Deux cloches à vendre !

Les relations tournent au vinaigre entre le maire et le curé. Quelque temps après, le conseil municipal enfonce le clou : « Considéran­t que le clocher est propriété de la commune, que les trois cloches qu’il contient ne servent qu’à assourdir les habitants et qu’il y a actuelleme­nt une hausse du prix des métaux dont il faut profiter, le conseil municipal décide de vendre au plus tôt deux de ces cloches, conservant la troisième en cas de sinistre ou d’utilité publique ». On est au bord de la guerre civile. Le préfet Raux doit mettre le holà. Au bout du compte, les cloches restèrent au clocher de l’église. Les querelles de clocher entre maire et curé, ont émaillé la vie du Var au cours des siècles. Des affaires semblables à celle du Plan-dela-Tour ont ainsi éclaté à Sanary, Flayosc, Ollioules.
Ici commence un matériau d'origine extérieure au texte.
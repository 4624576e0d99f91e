use pofe_core::model::extract::extract_items;
use pofe_core::{DocumentStore, LayerKind, SqliteDocumentStore, UidKind};
use serde_json::{json, Value};
use std::collections::BTreeMap;

fn indexed_uids(store: &SqliteDocumentStore) -> Vec<String> {
    store
        .entries()
        .expect("entries should load")
        .into_iter()
        .map(|entry| entry.uid)
        .collect()
}

fn requirements(items: Value) -> Value {
    json!({ "requirements": items })
}

/// Index rows as `uid -> (layer, item)`.
fn indexed(store: &SqliteDocumentStore) -> BTreeMap<String, (String, Value)> {
    store
        .entries()
        .expect("entries should load")
        .into_iter()
        .map(|entry| (entry.uid, (entry.layer, entry.item)))
        .collect()
}

/// Items found by walking every stored document; the smallest layer name
/// and then the first occurrence own a shared uid.
fn walked(store: &SqliteDocumentStore) -> BTreeMap<String, (String, Value)> {
    let mut out = BTreeMap::new();
    for layer in store.list().expect("list should succeed") {
        let doc = store.read(&layer).expect("listed layer should be readable");
        for location in extract_items(LayerKind::from_name(&layer), &doc) {
            let item = doc
                .pointer(&location.pointer)
                .cloned()
                .expect("extracted pointer should resolve");
            out.entry(location.uid).or_insert((layer.clone(), item));
        }
    }
    out
}

fn assert_index_matches_documents(store: &SqliteDocumentStore, step: &str) {
    assert_eq!(indexed(store), walked(store), "index diverged after {step}");
}

#[test]
fn writes_index_every_addressable_item_of_each_layer() {
    let store = SqliteDocumentStore::open_in_memory().expect("store should open");
    store
        .create(
            "requirements",
            &requirements(json!([
                {"uid": "req-00000001", "title": "Login", "status": "new"},
                {"title": "Draft without uid"}
            ])),
        )
        .expect("requirements should be created");
    store
        .create(
            "architecture",
            &json!({"architecture": {"components": [{"uid": "arch-00000001", "component": "Auth"}], "behaviors": []}}),
        )
        .expect("architecture should be created");
    store
        .create(
            "implementation",
            &json!({"implementation": {"files": [{
                "path": "src/auth.rs",
                "classes": [{"uid": "cls-00000001", "name": "Auth", "methods": [{"uid": "mtd-00000001", "name": "login"}]}],
                "functions": [{"uid": "fn-00000001", "name": "hash"}]
            }]}}),
        )
        .expect("implementation should be created");
    store
        .create("overview", &json!({"uid": "req-ffffffff", "summary": "no items here"}))
        .expect("overview should be created");

    assert_eq!(
        indexed_uids(&store),
        vec![
            "arch-00000001",
            "cls-00000001",
            "fn-00000001",
            "mtd-00000001",
            "req-00000001"
        ]
    );

    let method = store
        .find("mtd-00000001")
        .expect("find should succeed")
        .expect("method should be indexed");
    assert_eq!(method.layer, "implementation");
    assert_eq!(method.kind, Some(UidKind::Method));
    assert_eq!(method.item["name"], "login");
}

#[test]
fn rewriting_a_layer_drops_stale_entries() {
    let store = SqliteDocumentStore::open_in_memory().expect("store should open");
    store
        .create(
            "requirements",
            &requirements(json!([
                {"uid": "req-00000001", "title": "a"},
                {"uid": "req-00000002", "title": "b"}
            ])),
        )
        .expect("requirements should be created");

    store
        .update(
            "requirements",
            &requirements(json!([{"uid": "req-00000002", "title": "b2"}])),
            false,
        )
        .expect("requirements should be replaced");

    assert!(store
        .find("req-00000001")
        .expect("find should succeed")
        .is_none());
    assert_eq!(
        store
            .find("req-00000002")
            .expect("find should succeed")
            .expect("kept uid should be indexed")
            .item["title"],
        "b2"
    );
}

#[test]
fn removing_a_layer_drops_its_entries() {
    let store = SqliteDocumentStore::open_in_memory().expect("store should open");
    store
        .create("ideas", &json!({"ideas": [{"uid": "idea-1", "status": "new"}]}))
        .expect("ideas should be created");
    store
        .create("requirements", &requirements(json!([{"uid": "req-00000001"}])))
        .expect("requirements should be created");

    store.remove("ideas").expect("ideas should be removed");

    assert_eq!(indexed_uids(&store), vec!["req-00000001"]);
}

#[test]
fn rebuild_is_idempotent() {
    let store = SqliteDocumentStore::open_in_memory().expect("store should open");
    store
        .create(
            "requirements",
            &requirements(json!([
                {"uid": "req-00000001", "status": "new"},
                {"uid": "req-00000002", "status": "done"}
            ])),
        )
        .expect("requirements should be created");
    let before = store.entries().expect("entries should load");

    assert_eq!(store.rebuild_all().expect("rebuild should succeed"), 2);
    assert_eq!(store.rebuild_all().expect("rebuild should succeed"), 2);
    assert_eq!(store.entries().expect("entries should load"), before);
}

#[test]
fn shared_uid_belongs_to_smallest_layer_name_regardless_of_write_order() {
    let store = SqliteDocumentStore::open_in_memory().expect("store should open");
    store
        .create(
            "requirements",
            &requirements(json!([
                {"uid": "req-00000001", "title": "first"},
                {"uid": "req-00000001", "title": "second"}
            ])),
        )
        .expect("requirements should be created");
    store
        .create(
            "architecture",
            &json!({"architecture": {"components": [{"uid": "req-00000001", "component": "Shadow"}]}}),
        )
        .expect("architecture should be created");

    let owner = store
        .find("req-00000001")
        .expect("find should succeed")
        .expect("shared uid should be indexed");
    assert_eq!(owner.layer, "architecture");
    assert_index_matches_documents(&store, "second writer");

    let before = store.entries().expect("entries should load");
    store.rebuild_all().expect("rebuild should succeed");
    assert_eq!(store.entries().expect("entries should load"), before);
}

#[test]
fn removing_the_owner_hands_shared_uid_to_remaining_layer() {
    let store = SqliteDocumentStore::open_in_memory().expect("store should open");
    store
        .create(
            "requirements",
            &requirements(json!([{"uid": "req-00000001", "title": "Login"}])),
        )
        .expect("requirements should be created");
    store
        .create(
            "ideas",
            &json!({"ideas": [{"uid": "req-00000001", "title": "Login idea"}]}),
        )
        .expect("ideas should be created");
    assert_eq!(
        store
            .find("req-00000001")
            .expect("find should succeed")
            .expect("shared uid should be indexed")
            .layer,
        "ideas"
    );

    store.remove("ideas").expect("ideas should be removed");

    let entry = store
        .find("req-00000001")
        .expect("find should succeed")
        .expect("uid should fall back to requirements");
    assert_eq!(entry.layer, "requirements");
    assert_eq!(entry.item["title"], "Login");
    assert_index_matches_documents(&store, "owner removal");
}

#[test]
fn rewriting_the_owner_without_the_uid_releases_it() {
    let store = SqliteDocumentStore::open_in_memory().expect("store should open");
    store
        .create("requirements", &requirements(json!([{"uid": "req-00000001", "title": "Login"}])))
        .expect("requirements should be created");
    store
        .create("ideas", &json!({"ideas": [{"uid": "req-00000001", "title": "idea"}]}))
        .expect("ideas should be created");

    store
        .update("ideas", &json!({"ideas": []}), false)
        .expect("ideas should be replaced");

    assert_eq!(
        store
            .find("req-00000001")
            .expect("find should succeed")
            .expect("uid should fall back to requirements")
            .layer,
        "requirements"
    );
    assert_index_matches_documents(&store, "owner rewrite");
}

#[test]
fn reopening_repairs_a_tampered_index() {
    let dir = tempfile::tempdir().expect("temp dir should be created");
    let path = dir.path().join("context.db");

    {
        let store = SqliteDocumentStore::open(&path).expect("store should open");
        store
            .create(
                "requirements",
                &requirements(json!([
                    {"uid": "req-00000001", "title": "Login", "status": "new"},
                    {"uid": "req-00000002", "title": "Logout", "status": "new"}
                ])),
            )
            .expect("requirements should be created");
        store
            .connection()
            .execute_batch(
                "DELETE FROM entity_index WHERE uid = 'req-00000001';
                 INSERT INTO entity_index (uid, layer, kind, status, item)
                 VALUES ('req-stale000', 'requirements', 'req', 'new', '{\"uid\":\"req-stale000\"}');
                 UPDATE entity_index SET status = 'done' WHERE uid = 'req-00000002';",
            )
            .expect("index rows should be tampered");
        assert_ne!(indexed(&store), walked(&store));
    }

    let reopened = SqliteDocumentStore::open(&path).expect("store should reopen");

    assert_index_matches_documents(&reopened, "reopen");
    assert_eq!(indexed_uids(&reopened), vec!["req-00000001", "req-00000002"]);
    assert_eq!(
        reopened
            .find_by_status("new")
            .expect("status query should succeed")
            .len(),
        2
    );
}

#[test]
fn index_mirrors_documents_through_mixed_writes() {
    let store = SqliteDocumentStore::open_in_memory().expect("store should open");

    store
        .create(
            "requirements",
            &requirements(json!([
                {"uid": "req-00000001", "title": "Login", "status": "new"},
                {"uid": "req-00000002", "title": "Export", "status": "new"}
            ])),
        )
        .expect("requirements should be created");
    assert_index_matches_documents(&store, "create requirements");

    store
        .create(
            "architecture",
            &json!({"architecture": {"components": [
                {"uid": "arch-00000001", "component": "Auth", "related_to": ["req-00000001"]}
            ], "behaviors": []}}),
        )
        .expect("architecture should be created");
    assert_index_matches_documents(&store, "create architecture");

    store
        .update(
            "requirements",
            &requirements(json!([
                {"uid": "req-00000002", "title": "Export", "status": "reviewed"},
                {"uid": "req-00000003", "title": "Audit"}
            ])),
            true,
        )
        .expect("requirements should be merged");
    assert_index_matches_documents(&store, "merge update");

    store
        .update(
            "implementation",
            &json!({"files": [{"path": "src/auth.rs", "functions": [{"uid": "fn-00000001", "name": "login"}]}]}),
            false,
        )
        .expect("implementation should be created by update");
    assert_index_matches_documents(&store, "replace update of absent layer");

    let ideas = json!({"ideas": [{"uid": "req-00000003", "title": "Audit idea"}, {"uid": "idea-1"}]});
    let architecture = json!({"components": [{"uid": "arch-00000002", "component": "Store"}]});
    store
        .replace_many(&[("ideas", &ideas), ("architecture", &architecture)])
        .expect("replace_many should succeed");
    assert_index_matches_documents(&store, "replace_many");
    assert!(store
        .find("arch-00000001")
        .expect("find should succeed")
        .is_none());

    store.remove("ideas").expect("ideas should be removed");
    assert_index_matches_documents(&store, "remove ideas");

    store
        .update("implementation", &json!({"notes": "none"}), true)
        .expect("implementation should be merged");
    assert_index_matches_documents(&store, "merge without items");

    store
        .remove("requirements")
        .expect("requirements should be removed");
    assert_index_matches_documents(&store, "remove requirements");

    let before = store.entries().expect("entries should load");
    store.rebuild_all().expect("rebuild should succeed");
    assert_eq!(store.entries().expect("entries should load"), before);
}

#[test]
fn status_lookup_reflects_latest_write() {
    let store = SqliteDocumentStore::open_in_memory().expect("store should open");
    store
        .create(
            "requirements",
            &requirements(json!([
                {"uid": "req-00000002", "status": "new"},
                {"uid": "req-00000001", "status": "new"},
                {"uid": "req-00000003", "status": "reviewed"}
            ])),
        )
        .expect("requirements should be created");

    let new: Vec<String> = store
        .find_by_status("new")
        .expect("status query should succeed")
        .into_iter()
        .map(|entry| entry.uid)
        .collect();
    assert_eq!(new, vec!["req-00000001", "req-00000002"]);
    assert!(store
        .find_by_status("done")
        .expect("status query should succeed")
        .is_empty());
}
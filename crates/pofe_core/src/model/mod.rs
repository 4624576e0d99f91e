//! Domain model for layered project context.
//!
//! # Responsibility
//! - Define item identity, layer kinds and the index read model.
//! - Keep per-layer item extraction in one closed dispatch.
//!
//! # Invariants
//! - Every addressable item is identified by a deterministic uid.
//! - `related_to` entries are weak references and may dangle.

pub mod entry;
pub mod extract;
pub mod layer;
pub mod relation;
pub mod uid;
À Sanary, le maire décide que « le curé ne pourra faire sonner les cloches avant 6 heures du matin et après 7 heures du soir, et que la durée de chaque sonnerie ne pourra excéder deux minutes ». À Flayosc, « les sonneries ne pourront avoir lieu que de 6 heures du matin à 6 heures du soir, pour une durée de dix minutes au total ».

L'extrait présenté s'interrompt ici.